HEIN ? COHÉRENCE ?

Lorsqu’un système complexe s’éloigne de l’état d’équilibre, de petites îles de cohérence dans une mer de chaos ont le don de faire passer l’ensemble du système à un ordre supérieur. – Ilya Prigogine

Nous vivons dans un monde complexe. Un système mondial de plus en plus complexe. Et chaotique. Tellement qu’il est complètement impossible de le saisir dans son entièreté. On dit d’ailleurs que le système nerveux humain n’est pas construit pour traiter autant d’information qu’on nous propose en ce moment, et de ressentir autant de sensations. Makes sense.

Si on ne peut trouver de cohérence dans le monde, Il nous faut alors chercher un équilibre dans notre proximité plus immédiate, juste ici, en soi et autour. Pas que le monde finisse là, au contraire, mais il y commence et là qu’il s’y déroule.

Car le monde est vaste, trop vaste pour qu’on puisse y trouver un seul sens, un sens unique. De plus en plus une autoroute de la désinformation. Le sens ne peut que se trouver en soi et par la suite, prendre de l’expansion, se diffuser et s’expandre.

En fait, ce que l’on nomme le monde n’existe pas vraiment d’ailleurs. Il n’existe que dans l’absolu, dans l’imagination, dans ses divers reflets qu’on se met dans l’oeil et dans les oreilles. On ne perçoit que quelques petites bits de la vaste et complexe réalité du monde à la fois. Et souvent, on prend le monde pour ces petites bits d’information. On prend le monde pour le trou du beigne et soi pour le nombril du monde. On pense que le monde est notre ptit motton. Excusez-là.

Le vrai monde me semble ne pouvoir exister réellement qu’ici, juste là sous nos pieds et dans notre coeur, là où l’on peut toucher, sentir, voir, goûter et entendre. Ce que l’on peut ressentir avec et par nos cinq sens. Oh, bien sûr, il y en a sûrement davantage que cinq si on fouille un peu. Disons que c’est le monde primaire, le monde de nos sens. Là où l’on peut commencer à créer sa propre île, île qui cohabitera avec l’ensemble des autres îles, surtout celles situées directement plus près de nous.

J’ai posté cette citation hier mais elle s’applique avec encore plus de justesse aux propos d’aujourd’hui. Peut-être la cohérence qui nous parle ?

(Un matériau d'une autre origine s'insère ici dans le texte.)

//! Output element types — one design node per detected region.
//!
//! Text-only attributes live on `TextElement`, so a rectangle can never
//! carry them.

use crate::geometry::AbsoluteBox;
use serde::Serialize;

/// Solid color, each channel in [0,1].
#[derive(Debug, Clone, Copy, PartialEq, Serialize)]
pub struct Rgba {
    pub r: f64,
    pub g: f64,
    pub b: f64,
    pub a: f64,
}

impl Rgba {
    pub const BLACK: Rgba = Rgba::opaque(0.0, 0.0, 0.0);
    pub const LIGHT_GRAY: Rgba = Rgba::opaque(0.9, 0.9, 0.9);

    pub const fn opaque(r: f64, g: f64, b: f64) -> Self {
        Self { r, g, b, a: 1.0 }
    }

    /// `#rrggbb`, alpha ignored.
    pub fn to_hex(&self) -> String {
        let channel = |v: f64| (v.clamp(0.0, 1.0) * 255.0).round() as u8;
        format!(
            "#{:02x}{:02x}{:02x}",
            channel(self.r),
            channel(self.g),
            channel(self.b)
        )
    }
}

#[derive(Debug, Clone, Copy, PartialEq, Eq)]
pub enum HorizontalAlign {
    Left,
    Center,
    Right,
}

#[derive(Debug, Clone, Copy, PartialEq, Eq)]
pub enum VerticalAlign {
    Top,
    Center,
    Bottom,
}

impl HorizontalAlign {
    pub fn as_str(&self) -> &'static str {
        match self {
            HorizontalAlign::Left => "LEFT",
            HorizontalAlign::Center => "CENTER",
            HorizontalAlign::Right => "RIGHT",
        }
    }
}

impl VerticalAlign {
    pub fn as_str(&self) -> &'static str {
        match self {
            VerticalAlign::Top => "TOP",
            VerticalAlign::Center => "CENTER",
            VerticalAlign::Bottom => "BOTTOM",
        }
    }
}

#[derive(Debug, Clone, PartialEq)]
pub struct RectangleElement {
    pub geometry: AbsoluteBox,
    pub fill: Rgba,
}

#[derive(Debug, Clone, PartialEq)]
pub struct TextElement {
    pub geometry: AbsoluteBox,
    pub fill: Rgba,
    pub content: String,
    /// Derived from box height, not a measured glyph size.
    pub font_size: f64,
    pub font_family: String,
    pub align_horizontal: HorizontalAlign,
    pub align_vertical: VerticalAlign,
}

/// A synthesized design element.
#[derive(Debug, Clone, PartialEq)]
pub enum OutputElement {
    Rectangle(RectangleElement),
    Text(TextElement),
}

impl OutputElement {
    /// Stable node type string (`TEXT` / `RECTANGLE`).
    pub fn element_type(&self) -> &'static str {
        match self {
            OutputElement::Rectangle(_) => "RECTANGLE",
            OutputElement::Text(_) => "TEXT",
        }
    }

    pub fn geometry(&self) -> &AbsoluteBox {
        match self {
            OutputElement::Rectangle(r) => &r.geometry,
            OutputElement::Text(t) => &t.geometry,
        }
    }

    pub fn fill(&self) -> &Rgba {
        match self {
            OutputElement::Rectangle(r) => &r.fill,
            OutputElement::Text(t) => &t.fill,
        }
    }

    pub fn as_text(&self) -> Option<&TextElement> {
        match self {
            OutputElement::Text(t) => Some(t),
            OutputElement::Rectangle(_) => None,
        }
    }
}
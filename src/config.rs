//! Delivery configuration and its persistence.
//!
//! Settings are layered:
//!   1. `~/.config/figsnap/config.json` (or the platform config dir)
//!   2. `FIGMA_FILE_KEY` / `FIGMA_TOKEN` / `FIGMA_API_BASE` env vars
//!   3. OS keychain for the token, when neither of the above set one
//!
//! Nothing here falls back to a baked-in placeholder: an unset or
//! placeholder value fails validation before any request is built.

use crate::error::ExportError;
use serde::{Deserialize, Serialize};
use std::path::{Path, PathBuf};
use std::time::Duration;

pub const DEFAULT_API_BASE: &str = "https://api.figma.com/v1";
pub const DEFAULT_TIMEOUT_SECS: u64 = 30;

const KEYRING_SERVICE: &str = "figsnap";
const KEYRING_USER: &str = "figma";

/// Values people leave in when copying an example config.
const PLACEHOLDERS: &[&str] = &[
    "YOUR_FILE_KEY",
    "YOUR_FIGMA_TOKEN",
    "YOUR_API_TOKEN",
    "YOUR_TOKEN",
    "FILE_KEY",
    "TOKEN",
    "changeme",
    "placeholder",
];

/// Everything the Figma sink needs to make its one request.
#[derive(Debug, Clone, PartialEq)]
pub struct FigmaConfig {
    pub file_key: String,
    pub token: String,
    pub api_base: String,
    pub timeout: Duration,
}

impl FigmaConfig {
    pub fn new(file_key: impl Into<String>, token: impl Into<String>) -> Self {
        Self {
            file_key: file_key.into(),
            token: token.into(),
            api_base: DEFAULT_API_BASE.to_string(),
            timeout: Duration::from_secs(DEFAULT_TIMEOUT_SECS),
        }
    }

    pub fn with_api_base(mut self, api_base: impl Into<String>) -> Self {
        self.api_base = api_base.into();
        self
    }

    pub fn with_timeout(mut self, timeout: Duration) -> Self {
        self.timeout = timeout;
        self
    }

    /// Reject unset or placeholder values.
    pub fn validate(&self) -> Result<(), ExportError> {
        check_value("file key", &self.file_key)?;
        check_value("token", &self.token)?;
        if self.api_base.trim().is_empty() {
            return Err(ExportError::Configuration("API base URL is empty".to_string()));
        }
        Ok(())
    }

    /// `POST` target for node creation.
    pub fn nodes_url(&self) -> String {
        format!(
            "{}/files/{}/nodes",
            self.api_base.trim_end_matches('/'),
            self.file_key
        )
    }
}

/// True for empty strings and values that look like template leftovers.
pub fn is_placeholder(value: &str) -> bool {
    let v = value.trim();
    if v.is_empty() {
        return true;
    }
    if PLACEHOLDERS.iter().any(|p| v.eq_ignore_ascii_case(p)) {
        return true;
    }
    if v.to_ascii_uppercase().starts_with("YOUR_") {
        return true;
    }
    if v.starts_with('<') && v.ends_with('>') {
        return true;
    }
    v.len() >= 3 && v.chars().all(|c| c == 'x' || c == 'X')
}

fn check_value(field: &str, value: &str) -> Result<(), ExportError> {
    if value.trim().is_empty() {
        return Err(ExportError::Configuration(format!("{} is not set", field)));
    }
    if is_placeholder(value) {
        // The value itself stays out of the message: it may be a real secret.
        return Err(ExportError::Configuration(format!(
            "{} is still a placeholder",
            field
        )));
    }
    Ok(())
}

// ── Persisted settings ───────────────────────────────────────────────

/// On-disk settings. Every field is optional so a partial file still loads.
#[derive(Debug, Clone, Default, PartialEq, Serialize, Deserialize)]
#[serde(rename_all = "camelCase", default)]
pub struct Settings {
    pub file_key: Option<String>,
    pub token: Option<String>,
    pub api_base: Option<String>,
    pub timeout_secs: Option<u64>,
    pub max_attempts: Option<u32>,
    pub retry_backoff_ms: Option<u64>,
}

/// Directory where settings are stored.
pub fn config_dir() -> PathBuf {
    dirs::config_dir()
        .unwrap_or_else(|| PathBuf::from("."))
        .join("figsnap")
}

/// Full path to the settings file.
pub fn config_path() -> PathBuf {
    config_dir().join("config.json")
}

impl Settings {
    /// Load from a file. Missing or invalid files give defaults.
    pub fn load_from(path: &Path) -> Self {
        match std::fs::read_to_string(path) {
            Ok(raw) => serde_json::from_str(&raw).unwrap_or_else(|e| {
                log::warn!("[CONFIG] Ignoring invalid {}: {}", path.display(), e);
                Settings::default()
            }),
            Err(_) => Settings::default(),
        }
    }

    /// Load the user's settings file, then apply env overrides and the
    /// keychain token.
    pub fn load() -> Self {
        let mut settings = Self::load_from(&config_path());
        settings.apply_env();
        settings.fill_token(keychain_token);
        settings
    }

    /// Take the token from `fallback` only when neither the file nor the
    /// environment supplied a non-empty one.
    pub fn fill_token(&mut self, fallback: impl FnOnce() -> Option<String>) {
        if self.token.as_deref().map_or(true, str::is_empty) {
            self.token = fallback();
        }
    }

    /// Persist to `path`, creating the parent directory if needed.
    pub fn save_to(&self, path: &Path) -> Result<(), String> {
        if let Some(dir) = path.parent() {
            std::fs::create_dir_all(dir)
                .map_err(|e| format!("Failed to create config dir: {}", e))?;
        }
        let json = serde_json::to_string_pretty(self)
            .map_err(|e| format!("Failed to serialize config: {}", e))?;
        std::fs::write(path, json).map_err(|e| format!("Failed to write config: {}", e))?;
        log::info!("[CONFIG] Saved settings to {}", path.display());
        Ok(())
    }

    /// Override fields from `FIGMA_*` env vars that are set and non-empty.
    pub fn apply_env(&mut self) {
        let var = |key: &str| std::env::var(key).ok().filter(|v| !v.is_empty());
        if let Some(v) = var("FIGMA_FILE_KEY") {
            self.file_key = Some(v);
        }
        if let Some(v) = var("FIGMA_TOKEN") {
            self.token = Some(v);
        }
        if let Some(v) = var("FIGMA_API_BASE") {
            self.api_base = Some(v);
        }
    }

    /// Build a Figma config. Unset values become empty strings and are
    /// caught by `FigmaConfig::validate()`.
    pub fn figma_config(&self) -> FigmaConfig {
        let mut config = FigmaConfig::new(
            self.file_key.clone().unwrap_or_default(),
            self.token.clone().unwrap_or_default(),
        );
        if let Some(base) = &self.api_base {
            config.api_base = base.clone();
        }
        if let Some(secs) = self.timeout_secs {
            config.timeout = Duration::from_secs(secs);
        }
        config
    }
}

// ── Keychain ─────────────────────────────────────────────────────────

/// Read the Figma token from the OS keychain, if one was saved.
pub fn keychain_token() -> Option<String> {
    let entry = keyring::Entry::new(KEYRING_SERVICE, KEYRING_USER).ok()?;
    match entry.get_password() {
        Ok(token) if !token.is_empty() => {
            log::info!("[CONFIG] Loaded Figma token from OS keychain");
            Some(token)
        }
        _ => None,
    }
}

/// Save the Figma token to the OS keychain.
pub fn save_keychain_token(token: &str) -> Result<(), String> {
    let entry = keyring::Entry::new(KEYRING_SERVICE, KEYRING_USER)
        .map_err(|e| format!("Keyring error: {}", e))?;
    entry
        .set_password(token)
        .map_err(|e| format!("Failed to save token: {}", e))?;
    log::info!("[CONFIG] Figma token saved to OS keychain");
    Ok(())
}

Et si par hasard tu ignores où tu dois Me rechercher,
ne va pas de-ci de-là ;
si tu voulais me trouver,
Moi en toi tu me chercheras.
Parce que tu es mon alcôve,
tu es ma maison et ma demeure,
où j’appelle à tout moment
lorsque je crois que la porte
est fermée dans ta pensée.
Hors de toi ne me cherche pas,
puisque pour me trouver Moi,
il suffira de m’appeler ;
j’irai vers toi sans tarder,
Moi en toi tu me chercheras.

– Thérèse d’Avila via Cristina RJ

On le sait bien que tout commence en soi, par soi, ici. Mais l’erreur que font peut-être certain.e.s consiste à penser que c’est là que le monde se termine aussi, alors que c’est là qu’il ne fait que débuter.

Le début du monde fin. Fin.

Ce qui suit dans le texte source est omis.